Directions
Please return every line of the listing. Keep each one exact.

──────────────────────────────

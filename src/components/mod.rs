//! Reusable UI component modules.
//!
//! SYSTEM CONTEXT
//! ==============
//! Components render dashboard chrome and tables while reading shared
//! session state from the Leptos context providers.

pub mod detail_table;
pub mod error_banner;
pub mod filters_panel;
pub mod route_guard;
pub mod stat_card;
pub mod summary_table;
pub mod top_nav;
use super::*;
use crate::state::session::{MSG_SECURITY_LOGOUT, MSG_SESSION_EXPIRED};

#[test]
fn validate_credentials_trims_the_username() {
    let creds = validate_credentials("  alice  ", "secret").expect("valid");
    assert_eq!(creds.username, "alice");
    assert_eq!(creds.password, "secret");
}

#[test]
fn validate_credentials_keeps_the_password_as_typed() {
    let creds = validate_credentials("alice", " spaced secret ").expect("valid");
    assert_eq!(creds.password, " spaced secret ");
}

#[test]
fn validate_credentials_requires_both_fields() {
    assert_eq!(validate_credentials("", "secret"), Err(MSG_FIELDS_REQUIRED));
    assert_eq!(validate_credentials("alice", ""), Err(MSG_FIELDS_REQUIRED));
    assert_eq!(validate_credentials("   ", "secret"), Err(MSG_FIELDS_REQUIRED));
    assert_eq!(validate_credentials("alice", "   "), Err(MSG_FIELDS_REQUIRED));
}

#[test]
fn banner_message_covers_all_three_markers() {
    assert_eq!(banner_message("?registered=true"), Some(MSG_REGISTERED));
    assert_eq!(banner_message("?session_expired=true"), Some(MSG_SESSION_EXPIRED));
    assert_eq!(banner_message("?security_logout=true"), Some(MSG_SECURITY_LOGOUT));
    assert_eq!(banner_message(""), None);
}

#[test]
fn banner_message_prefers_the_registration_marker() {
    assert_eq!(
        banner_message("?registered=true&session_expired=true"),
        Some(MSG_REGISTERED)
    );
}
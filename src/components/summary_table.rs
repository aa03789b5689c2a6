//! Per-supervisor sales summary table.

use leptos::prelude::*;

use crate::net::types::SaleSummary;

#[component]
pub fn SummaryTable(rows: Vec<SaleSummary>) -> impl IntoView {
    view! {
        <table class="data-table">
            <thead>
                <tr>
                    <th>"Zone"</th>
                    <th>"Supervisor"</th>
                    <th class="data-table__num">"Active sellers"</th>
                    <th class="data-table__num">"Sellers with sales"</th>
                    <th class="data-table__num">"Distinct orders"</th>
                </tr>
            </thead>
            <tbody>
                {rows
                    .into_iter()
                    .map(|row| {
                        view! {
                            <tr>
                                <td>{row.zone}</td>
                                <td>{row.supervisor}</td>
                                <td class="data-table__num">{row.active_sellers}</td>
                                <td class="data-table__num">{row.sellers_with_sales}</td>
                                <td class="data-table__num">{row.distinct_orders}</td>
                            </tr>
                        }
                    })
                    .collect::<Vec<_>>()}
            </tbody>
        </table>
    }
}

──────────────────────────────

Written solution
filename src/components/mod.rs
//! Reusable UI component modules.
//!
//! SYSTEM CONTEXT
//! ==============
//! Components render dashboard chrome and tables while reading shared
//! session state from the Leptos context providers.

pub mod detail_table;
pub mod error_banner;
pub mod filters_panel;
pub mod route_guard;
pub mod stat_card;
pub mod summary_table;
pub mod top_nav;
use super::*;
use crate::state::session::{MSG_SECURITY_LOGOUT, MSG_SESSION_EXPIRED};

#[test]
fn validate_credentials_trims_the_username() {
    let creds = validate_credentials("  alice  ", "secret").expect("valid");
    assert_eq!(creds.username, "alice");
    assert_eq!(creds.password, "secret");
}

#[test]
fn validate_credentials_keeps_the_password_as_typed() {
    let creds = validate_credentials("alice", " spaced secret ").expect("valid");
    assert_eq!(creds.password, " spaced secret ");
}

#[test]
fn validate_credentials_requires_both_fields() {
    assert_eq!(validate_credentials("", "secret"), Err(MSG_FIELDS_REQUIRED));
    assert_eq!(validate_credentials("alice", ""), Err(MSG_FIELDS_REQUIRED));
    assert_eq!(validate_credentials("   ", "secret"), Err(MSG_FIELDS_REQUIRED));
    assert_eq!(validate_credentials("alice", "   "), Err(MSG_FIELDS_REQUIRED));
}

#[test]
fn banner_message_covers_all_three_markers() {
    assert_eq!(banner_message("?registered=true"), Some(MSG_REGISTERED));
    assert_eq!(banner_message("?session_expired=true"), Some(MSG_SESSION_EXPIRED));
    assert_eq!(banner_message("?security_logout=true"), Some(MSG_SECURITY_LOGOUT));
    assert_eq!(banner_message(""), None);
}

#[test]
fn banner_message_prefers_the_registration_marker() {
    assert_eq!(
        banner_message("?registered=true&session_expired=true"),
        Some(MSG_REGISTERED)
    );
}
filename src/components/summary_table.rs
repository aa03789b5689c2a6
//! Per-supervisor sales summary table.

use leptos::prelude::*;

use crate::net::types::SaleSummary;

#[component]
pub fn SummaryTable(rows: Vec<SaleSummary>) -> impl IntoView {
    view! {
        <table class="data-table">
            <thead>
                <tr>
                    <th>"Zone"</th>
                    <th>"Supervisor"</th>
                    <th class="data-table__num">"Active sellers"</th>
                    <th class="data-table__num">"Sellers with sales"</th>
                    <th class="data-table__num">"Distinct orders"</th>
                </tr>
            </thead>
            <tbody>
                {rows
                    .into_iter()
                    .map(|row| {
                        view! {
                            <tr>
                                <td>{row.zone}</td>
                                <td>{row.supervisor}</td>
                                <td class="data-table__num">{row.active_sellers}</td>
                                <td class="data-table__num">{row.sellers_with_sales}</td>
                                <td class="data-table__num">{row.distinct_orders}</td>
                            </tr>
                        }
                    })
                    .collect::<Vec<_>>()}
            </tbody>
        </table>
    }
}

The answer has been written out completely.